Extracted entries –
----
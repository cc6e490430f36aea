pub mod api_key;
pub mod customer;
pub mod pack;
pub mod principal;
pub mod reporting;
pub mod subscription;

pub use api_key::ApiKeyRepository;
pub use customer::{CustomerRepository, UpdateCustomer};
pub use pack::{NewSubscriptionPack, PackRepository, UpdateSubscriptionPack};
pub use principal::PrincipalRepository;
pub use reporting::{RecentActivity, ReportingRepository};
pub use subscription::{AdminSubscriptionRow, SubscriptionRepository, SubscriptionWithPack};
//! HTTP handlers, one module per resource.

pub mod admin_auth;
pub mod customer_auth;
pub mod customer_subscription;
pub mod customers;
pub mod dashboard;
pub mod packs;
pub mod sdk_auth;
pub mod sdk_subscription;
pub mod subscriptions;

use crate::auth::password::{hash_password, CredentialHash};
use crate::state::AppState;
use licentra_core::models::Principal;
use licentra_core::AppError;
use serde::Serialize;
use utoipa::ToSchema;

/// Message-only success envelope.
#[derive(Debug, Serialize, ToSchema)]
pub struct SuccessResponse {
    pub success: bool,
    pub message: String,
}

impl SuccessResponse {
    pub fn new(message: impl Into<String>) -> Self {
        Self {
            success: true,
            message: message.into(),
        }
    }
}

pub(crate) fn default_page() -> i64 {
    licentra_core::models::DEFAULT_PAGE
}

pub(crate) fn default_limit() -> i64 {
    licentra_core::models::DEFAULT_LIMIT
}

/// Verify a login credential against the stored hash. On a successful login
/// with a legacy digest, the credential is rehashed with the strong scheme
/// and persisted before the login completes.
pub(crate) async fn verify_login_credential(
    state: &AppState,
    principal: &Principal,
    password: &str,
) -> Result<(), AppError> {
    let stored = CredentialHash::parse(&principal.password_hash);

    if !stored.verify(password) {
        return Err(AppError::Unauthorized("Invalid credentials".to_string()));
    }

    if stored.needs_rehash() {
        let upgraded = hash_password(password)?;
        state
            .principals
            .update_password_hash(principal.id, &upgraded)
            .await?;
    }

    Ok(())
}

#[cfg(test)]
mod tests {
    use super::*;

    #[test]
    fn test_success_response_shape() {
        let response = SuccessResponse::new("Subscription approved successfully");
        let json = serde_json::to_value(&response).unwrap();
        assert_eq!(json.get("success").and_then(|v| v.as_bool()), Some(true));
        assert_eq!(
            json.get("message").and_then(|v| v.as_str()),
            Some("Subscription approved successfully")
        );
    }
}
----
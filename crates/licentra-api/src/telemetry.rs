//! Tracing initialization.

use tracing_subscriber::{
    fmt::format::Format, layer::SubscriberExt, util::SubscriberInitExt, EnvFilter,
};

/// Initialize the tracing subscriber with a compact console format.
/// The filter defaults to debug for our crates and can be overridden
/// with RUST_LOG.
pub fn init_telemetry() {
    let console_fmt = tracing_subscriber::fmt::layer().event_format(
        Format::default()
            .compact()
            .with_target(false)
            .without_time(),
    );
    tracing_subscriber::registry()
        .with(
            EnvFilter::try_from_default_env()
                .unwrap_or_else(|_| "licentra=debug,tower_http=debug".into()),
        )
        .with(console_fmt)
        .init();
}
----
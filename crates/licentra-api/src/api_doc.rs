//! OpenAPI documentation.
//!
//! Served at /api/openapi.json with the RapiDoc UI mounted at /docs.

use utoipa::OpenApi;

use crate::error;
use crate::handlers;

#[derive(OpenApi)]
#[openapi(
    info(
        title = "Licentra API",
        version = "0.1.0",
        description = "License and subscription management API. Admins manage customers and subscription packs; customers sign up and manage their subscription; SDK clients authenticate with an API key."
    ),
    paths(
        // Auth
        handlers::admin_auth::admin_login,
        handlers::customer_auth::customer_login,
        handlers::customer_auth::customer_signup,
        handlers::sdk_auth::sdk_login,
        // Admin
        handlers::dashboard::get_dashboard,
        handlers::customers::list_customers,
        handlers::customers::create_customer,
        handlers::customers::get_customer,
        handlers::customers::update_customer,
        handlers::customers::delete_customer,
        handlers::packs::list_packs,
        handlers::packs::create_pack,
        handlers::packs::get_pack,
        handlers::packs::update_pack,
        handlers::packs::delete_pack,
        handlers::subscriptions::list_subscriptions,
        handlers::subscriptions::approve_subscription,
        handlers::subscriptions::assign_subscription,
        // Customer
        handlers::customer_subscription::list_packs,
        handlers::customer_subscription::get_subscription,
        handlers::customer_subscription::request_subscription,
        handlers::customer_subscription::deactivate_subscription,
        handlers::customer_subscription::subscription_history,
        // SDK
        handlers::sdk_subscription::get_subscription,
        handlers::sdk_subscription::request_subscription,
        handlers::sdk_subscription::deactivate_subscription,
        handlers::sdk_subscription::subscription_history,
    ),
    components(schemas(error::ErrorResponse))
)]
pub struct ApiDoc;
----
Task statement –
Scan the lines above, and whenever one holds the string "json", copy it.

Solution –
        let json = serde_json::to_value(&response).unwrap();
        assert_eq!(json.get("success").and_then(|v| v.as_bool()), Some(true));
            json.get("message").and_then(|v| v.as_str()),
//! Served at /api/openapi.json with the RapiDoc UI mounted at /docs.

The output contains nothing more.